Everyone tells me I should be happy that my birth was so easy and I am fortunate that I didn't need drugs or interventions, but besides those things, nothing went as I wanted (I didn't get delayed cord clamping either, but that's another story, which was truly out of my control) and really, the reason I wanted to avoid drugs and interventions in the first place was to reduce the risk of tearing.
I also hired a doula and chose for my delivery a doctor who prided herself on low tearing rates and we talked about what could be done to prevent tearing (hot compresses, massage, etc.). However, the doctor said that the biggest factor would be to control the rate of delivery in order to give my body a chance to stretch and accommodate the baby.
So when I was finally admitted to the hospital at 8 cm dilated (after being turned away twice for not being far enough along) I thought that they would call my doctor in right away. The delivery nurse seemed really nice and assured me that she could deliver my baby if the doctor didn't get there in time. But then she started coaching me to push, and I knew it was all wrong. I said that I was afraid of tearing and that I wanted to slow down and wait for my body to stretch. She said that most first time mothers tear and not to worry because it wasn't so bad and it would heal. This attitude terrified me and I said I wanted my doctor there. She said that my doctor was only 5 minutes away so she would have plenty of time to get there once she was called. Again, I panicked to know that the doctor hadn't even been called yet, but the nurse said that the doctors only like to be there to catch the baby. They couldn't be bothered with the pushing stage. This whole time, the nurse was coaching me to push as hard as I could, holding my breath, bearing down, and pushing through the pain. I asked if I could get into a better position, gravity-wise, and I was allowed to sit up a little more (but by this time, the baby's head made sitting up uncomfortable), but then she said I really needed to get the baby out right away and we didn't have time to wait around any more. At some point near the end, she did call the doctor, who arrived 3 minutes too late. My doctor was less than impressed with the amount of tearing and commented that my baby must have shot out like a rocket. The nurse just shrugged and said, "Not really."

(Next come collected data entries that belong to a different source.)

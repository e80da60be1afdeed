//! Player service

use std::collections::HashMap;
use std::sync::Arc;

use tracing::{debug, info};

use crate::domain::player::{
    require_player_field, NewPlayer, Player, PlayerChanges, PlayerId, PlayerProfile,
    PlayerRepository,
};
use crate::domain::team::{TeamId, TeamRepository};
use crate::domain::DomainError;

/// Request for creating a new player
#[derive(Debug, Clone, Default)]
pub struct CreatePlayerRequest {
    pub name: Option<String>,
    pub position: Option<String>,
    pub height: Option<String>,
    pub team_id: Option<i64>,
}

/// Player service; every result carries the resolved team name
#[derive(Clone)]
pub struct PlayerService {
    players: Arc<dyn PlayerRepository>,
    teams: Arc<dyn TeamRepository>,
}

impl std::fmt::Debug for PlayerService {
    fn fmt(&self, f: &mut std::fmt::Formatter<'_>) -> std::fmt::Result {
        f.debug_struct("PlayerService").finish_non_exhaustive()
    }
}

impl PlayerService {
    pub fn new(players: Arc<dyn PlayerRepository>, teams: Arc<dyn TeamRepository>) -> Self {
        Self { players, teams }
    }

    /// List all players
    ///
    /// Players and teams are two separate reads, not one snapshot. Players
    /// are read first, so any team they reference resolves unless it was
    /// deleted in between, and then they show as free agents, which is where
    /// the delete leaves them.
    pub async fn list(&self) -> Result<Vec<PlayerProfile>, DomainError> {
        let players = self.players.list().await?;

        let team_names: HashMap<TeamId, String> = self
            .teams
            .list()
            .await?
            .into_iter()
            .map(|team| (team.id(), team.name().to_string()))
            .collect();

        debug!(count = players.len(), "Listed players");

        Ok(players
            .into_iter()
            .map(|player| {
                let team_name = player.team_id().and_then(|id| team_names.get(&id).cloned());
                PlayerProfile::new(player, team_name)
            })
            .collect())
    }

    /// Get a player by ID
    pub async fn get(&self, id: PlayerId) -> Result<PlayerProfile, DomainError> {
        debug!(id = %id, "Getting player");

        let player = self.find(id).await?;
        self.profile(player).await
    }

    /// Create a new player
    pub async fn create(&self, request: CreatePlayerRequest) -> Result<PlayerProfile, DomainError> {
        let player = NewPlayer::new(
            require_player_field("name", request.name)?,
            require_player_field("position", request.position)?,
            require_player_field("height", request.height)?,
            request.team_id.map(TeamId::new),
        )?;

        let player = self.players.create(player).await?;
        info!(id = %player.id(), name = %player.name(), "Created player");

        self.profile(player).await
    }

    /// Apply a partial update; the player must exist before the body is considered
    pub async fn update(
        &self,
        id: PlayerId,
        changes: PlayerChanges,
    ) -> Result<PlayerProfile, DomainError> {
        let current = self.find(id).await?;

        if changes.is_empty() {
            debug!(id = %id, "Empty player update");
            return self.profile(current).await;
        }

        let merged = changes.apply(&current)?;
        let player = self.players.update(&merged).await?;
        info!(id = %id, "Updated player");

        self.profile(player).await
    }

    /// Delete a player
    pub async fn delete(&self, id: PlayerId) -> Result<PlayerId, DomainError> {
        if !self.players.delete(id).await? {
            return Err(DomainError::not_found(format!("Player {} not found", id)));
        }

        info!(id = %id, "Deleted player");
        Ok(id)
    }

    async fn find(&self, id: PlayerId) -> Result<Player, DomainError> {
        self.players
            .get(id)
            .await?
            .ok_or_else(|| DomainError::not_found(format!("Player {} not found", id)))
    }

    async fn profile(&self, player: Player) -> Result<PlayerProfile, DomainError> {
        let team_name = match player.team_id() {
            Some(team_id) => self
                .teams
                .get(team_id)
                .await?
                .map(|team| team.name().to_string()),
            None => None,
        };

        Ok(PlayerProfile::new(player, team_name))
    }
}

While I got to have the baby laid across my chest, I was unable to breastfeed for an hour and a half as I was stitched up. Despite local anesthetic, i could feel the pain. My doctor said it was just a sensitive area. I'm pretty sure one of the stitches is in my clitoral hood. My doctor said that she is unsure of whether there is enough blood left in that tissue to survive, but if not, it will just shrivel and fall off. There was tearing on both sides of my vagina into my labia. I thought, based on her description, that my perineum was not torn, but I felt it for the first time tonight, and there are stitches in it. I have been scared to look at or touch anything in that region and the more I think about it, the more upset I get.
My husband has said that it is not fair to blame my doula for what happened,
and he said he suspected that there was a reason that they were making me push so hard--a reason that they didn't want to worry me about. So I finally called her last night to see if she had any insight into what happened. She said that certainly, at the end, the baby's heart rate had dropped, and that is why I was told I had to deliver right away. She admitted she wasn't sure why the nurse had made me push so hard so early and that she assumed there was something that the nurse was seeing on the monitor that she wasn't, but in retrospect, she should have asked. Maybe if I hadn't been instructed to push so hard so early, the baby would not have gone into distress in the end.

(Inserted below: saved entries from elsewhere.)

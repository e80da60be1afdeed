//! Team domain module
//!
//! Teams own zero or more players. Deleting a team releases its players
//! as free agents instead of deleting them.

mod entity;
mod repository;
mod validation;

pub use entity::{NewTeam, Team, TeamId, TeamRoster};
#[cfg(test)]
pub use repository::MockTeamRepository;
pub use repository::TeamRepository;
pub use validation::{validate_team_name, TeamValidationError};
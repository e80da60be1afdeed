//! Authentication infrastructure module
//!
//! Token verification against static or remote keys, and token signing
//! for local development.

mod jwks;
mod jwt;
mod keys;

pub use jwks::RemoteJwksProvider;
pub use jwt::{Audience, JwtClaims, JwtSigner, JwtVerifier, VerifierConfig};
pub use keys::{parse_algorithm, KeyProvider, StaticKeyProvider, VerificationKey};
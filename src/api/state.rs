//! Application state for shared services

use std::sync::Arc;

use crate::domain::auth::TokenVerifier;
use crate::infrastructure::player::PlayerService;
use crate::infrastructure::storage::RosterStorage;
use crate::infrastructure::team::TeamService;

/// Application state shared by every handler
#[derive(Clone)]
pub struct AppState {
    pub team_service: Arc<TeamService>,
    pub player_service: Arc<PlayerService>,
    pub verifier: Arc<dyn TokenVerifier>,
    pub storage: RosterStorage,
}

impl AppState {
    /// Wire the services over an opened storage backend
    pub fn new(storage: RosterStorage, verifier: Arc<dyn TokenVerifier>) -> Self {
        Self {
            team_service: Arc::new(TeamService::new(storage.teams(), storage.players())),
            player_service: Arc::new(PlayerService::new(storage.players(), storage.teams())),
            verifier,
            storage,
        }
    }
}
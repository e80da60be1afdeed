//! Team endpoints

use std::sync::Arc;

use axum::{
    extract::State,
    routing::{delete, get, patch, post},
    Extension, Router,
};
use tracing::info;

use crate::api::middleware::guarded;
use crate::api::state::AppState;
use crate::api::types::{
    ApiError, DeletedResponse, Json, Path, TeamBody, TeamDetailResponse, TeamResponse, TeamView,
    TeamsResponse,
};
use crate::domain::auth::{Claims, Permission, TokenVerifier};
use crate::domain::team::TeamId;

/// Team routes, each guarded by its own permission
pub fn routes(verifier: &Arc<dyn TokenVerifier>) -> Router<AppState> {
    Router::new()
        .route(
            "/teams",
            guarded(get(list_teams), Permission::ListTeams, verifier)
                .merge(guarded(post(create_team), Permission::CreateTeam, verifier)),
        )
        .route(
            "/teams/{id}",
            guarded(get(get_team), Permission::GetTeam, verifier)
                .merge(guarded(patch(update_team), Permission::UpdateTeam, verifier))
                .merge(guarded(delete(delete_team), Permission::DeleteTeam, verifier)),
        )
}

/// GET /teams
pub async fn list_teams(State(state): State<AppState>) -> Result<Json<TeamsResponse>, ApiError> {
    let rosters = state.team_service.list().await?;

    Ok(Json(TeamsResponse {
        success: true,
        teams: rosters.iter().map(TeamView::from).collect(),
    }))
}

/// GET /teams/{id}
pub async fn get_team(
    State(state): State<AppState>,
    Path(id): Path<i64>,
) -> Result<Json<TeamDetailResponse>, ApiError> {
    let roster = state.team_service.get(TeamId::new(id)).await?;

    Ok(Json(TeamDetailResponse {
        success: true,
        name: roster.team().name().to_string(),
        players: roster.player_names(),
    }))
}

/// POST /teams
pub async fn create_team(
    State(state): State<AppState>,
    Extension(claims): Extension<Claims>,
    Json(body): Json<TeamBody>,
) -> Result<Json<TeamResponse>, ApiError> {
    let roster = state.team_service.create(body.into()).await?;
    info!(subject = %claims.subject, id = %roster.team().id(), "Team created via API");

    Ok(Json(TeamResponse {
        success: true,
        team: TeamView::from(&roster),
    }))
}

/// PATCH /teams/{id}
///
/// An unknown id is reported as 404 even when the body is unreadable.
pub async fn update_team(
    State(state): State<AppState>,
    Extension(claims): Extension<Claims>,
    Path(id): Path<i64>,
    body: Result<Json<TeamBody>, ApiError>,
) -> Result<Json<TeamResponse>, ApiError> {
    let body = match body {
        Ok(Json(body)) => body,
        Err(rejection) => {
            state.team_service.get(TeamId::new(id)).await?;
            return Err(rejection);
        }
    };

    let roster = state
        .team_service
        .update(TeamId::new(id), body.into())
        .await?;
    info!(subject = %claims.subject, id = id, "Team updated via API");

    Ok(Json(TeamResponse {
        success: true,
        team: TeamView::from(&roster),
    }))
}

/// DELETE /teams/{id}
pub async fn delete_team(
    State(state): State<AppState>,
    Extension(claims): Extension<Claims>,
    Path(id): Path<i64>,
) -> Result<Json<DeletedResponse>, ApiError> {
    let deleted = state.team_service.delete(TeamId::new(id)).await?;
    info!(subject = %claims.subject, id = %deleted, "Team deleted via API");

    Ok(Json(DeletedResponse::new(deleted.value())))
}
//! Request bodies and response views for the roster endpoints

use serde::{Deserialize, Deserializer, Serialize};

use crate::domain::player::{PlayerChanges, PlayerProfile};
use crate::domain::team::{TeamId, TeamRoster};
use crate::infrastructure::player::CreatePlayerRequest;
use crate::infrastructure::team::{CreateTeamRequest, UpdateTeamRequest};

/// `{id, name, players: [names]}`
#[derive(Debug, Clone, PartialEq, Serialize, Deserialize)]
pub struct TeamView {
    pub id: i64,
    pub name: String,
    pub players: Vec<String>,
}

impl From<&TeamRoster> for TeamView {
    fn from(roster: &TeamRoster) -> Self {
        Self {
            id: roster.team().id().value(),
            name: roster.team().name().to_string(),
            players: roster.player_names(),
        }
    }
}

/// Short player view: `{id, name, team}`
#[derive(Debug, Clone, PartialEq, Serialize, Deserialize)]
pub struct PlayerSummary {
    pub id: i64,
    pub name: String,
    pub team: String,
}

impl From<&PlayerProfile> for PlayerSummary {
    fn from(profile: &PlayerProfile) -> Self {
        Self {
            id: profile.player().id().value(),
            name: profile.player().name().to_string(),
            team: profile.team_label().to_string(),
        }
    }
}

/// Long player view, adding position and height
#[derive(Debug, Clone, PartialEq, Serialize, Deserialize)]
pub struct PlayerDetail {
    pub id: i64,
    pub name: String,
    pub position: String,
    pub height: String,
    pub team: String,
}

impl From<&PlayerProfile> for PlayerDetail {
    fn from(profile: &PlayerProfile) -> Self {
        let player = profile.player();

        Self {
            id: player.id().value(),
            name: player.name().to_string(),
            position: player.position().to_string(),
            height: player.height().to_string(),
            team: profile.team_label().to_string(),
        }
    }
}

#[derive(Debug, Clone, Serialize, Deserialize)]
pub struct TeamsResponse {
    pub success: bool,
    pub teams: Vec<TeamView>,
}

/// GET /teams/{id}
#[derive(Debug, Clone, Serialize, Deserialize)]
pub struct TeamDetailResponse {
    pub success: bool,
    pub name: String,
    pub players: Vec<String>,
}

#[derive(Debug, Clone, Serialize, Deserialize)]
pub struct TeamResponse {
    pub success: bool,
    pub team: TeamView,
}

#[derive(Debug, Clone, Serialize, Deserialize)]
pub struct PlayersResponse {
    pub success: bool,
    pub players: Vec<PlayerSummary>,
}

#[derive(Debug, Clone, Serialize, Deserialize)]
pub struct PlayerResponse {
    pub success: bool,
    pub player: PlayerDetail,
}

#[derive(Debug, Clone, Serialize, Deserialize)]
pub struct DeletedResponse {
    pub success: bool,
    pub deleted: i64,
}

impl DeletedResponse {
    pub fn new(id: i64) -> Self {
        Self {
            success: true,
            deleted: id,
        }
    }
}

/// POST /teams and PATCH /teams/{id}
#[derive(Debug, Clone, Default, Deserialize)]
pub struct TeamBody {
    #[serde(default)]
    pub name: Option<String>,
}

impl From<TeamBody> for CreateTeamRequest {
    fn from(body: TeamBody) -> Self {
        Self { name: body.name }
    }
}

impl From<TeamBody> for UpdateTeamRequest {
    fn from(body: TeamBody) -> Self {
        Self { name: body.name }
    }
}

/// POST /players
#[derive(Debug, Clone, Default, Deserialize)]
#[serde(default)]
pub struct CreatePlayerBody {
    pub name: Option<String>,
    pub position: Option<String>,
    pub height: Option<String>,
    pub team_id: Option<i64>,
}

impl From<CreatePlayerBody> for CreatePlayerRequest {
    fn from(body: CreatePlayerBody) -> Self {
        Self {
            name: body.name,
            position: body.position,
            height: body.height,
            team_id: body.team_id,
        }
    }
}

/// PATCH /players/{id}
///
/// Absent fields are left untouched. `"team_id": null` releases the player;
/// a null `name`, `position` or `height` is rejected.
#[derive(Debug, Clone, Default, Deserialize)]
pub struct UpdatePlayerBody {
    #[serde(default, deserialize_with = "deserialize_some")]
    pub name: Option<Option<String>>,
    #[serde(default, deserialize_with = "deserialize_some")]
    pub position: Option<Option<String>>,
    #[serde(default, deserialize_with = "deserialize_some")]
    pub height: Option<Option<String>>,
    #[serde(default, deserialize_with = "deserialize_some")]
    pub team_id: Option<Option<i64>>,
}

fn deserialize_some<'de, D, T>(deserializer: D) -> Result<Option<T>, D::Error>
where
    D: Deserializer<'de>,
    T: Deserialize<'de>,
{
    T::deserialize(deserializer).map(Some)
}

impl From<UpdatePlayerBody> for PlayerChanges {
    fn from(body: UpdatePlayerBody) -> Self {
        Self {
            name: body.name,
            position: body.position,
            height: body.height,
            team_id: body.team_id.map(|team| team.map(TeamId::new)),
        }
    }
}

#[cfg(test)]
mod tests {
    use super::*;
    use crate::domain::player::{NewPlayer, PlayerId};
    use crate::domain::team::Team;

    #[test]
    fn test_team_id_absent_vs_null() {
        let absent: UpdatePlayerBody = serde_json::from_str(r#"{"position":"Center"}"#).unwrap();
        assert_eq!(absent.team_id, None);

        let null: UpdatePlayerBody = serde_json::from_str(r#"{"team_id":null}"#).unwrap();
        assert_eq!(null.team_id, Some(None));

        let set: UpdatePlayerBody = serde_json::from_str(r#"{"team_id":3}"#).unwrap();
        assert_eq!(set.team_id, Some(Some(3)));

        let changes = PlayerChanges::from(null);
        assert_eq!(changes.team_id, Some(None));
    }

    #[test]
    fn test_null_name_is_kept_distinct_from_absent() {
        let body: UpdatePlayerBody = serde_json::from_str(r#"{"name":null}"#).unwrap();
        assert_eq!(body.name, Some(None));
        assert_eq!(body.position, None);

        let changes = PlayerChanges::from(body);
        assert_eq!(changes.name, Some(None));
        assert!(!changes.is_empty());
    }

    #[test]
    fn test_player_views_render_free_agent() {
        let player = NewPlayer::new("Luka Doncic", "Point Guard", "6'7", None)
            .unwrap()
            .into_player(PlayerId::new(3));
        let profile = PlayerProfile::new(player, None);

        let summary = serde_json::to_value(PlayerSummary::from(&profile)).unwrap();
        assert_eq!(
            summary,
            serde_json::json!({"id": 3, "name": "Luka Doncic", "team": "Free Agent"})
        );

        let detail = PlayerDetail::from(&profile);
        assert_eq!(detail.position, "Point Guard");
        assert_eq!(detail.height, "6'7");
    }

    #[test]
    fn test_team_view() {
        let team = Team::new(TeamId::new(1), "Heat").unwrap();
        let player = NewPlayer::new("Lebron James", "Small Forward", "6'9", Some(team.id()))
            .unwrap()
            .into_player(PlayerId::new(1));

        let view = TeamView::from(&TeamRoster::new(team, vec![player]));
        assert_eq!(view.players, vec!["Lebron James".to_string()]);
    }
}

Of course I know I might have torn even if circumstances had been ideal. It just bothers me that things were so far out of my control in the end, and I am scared that things will not heal. I seriously keep having flashbacks to this event, and then I am left in tears, thinking about the pain, fearing the future, and wondering whether it was even necessary or whether it could have been avoided.
I am unable to talk about my birth experience because of this.
Now mom to DS1 born January 2010 and DS2 born December 2014!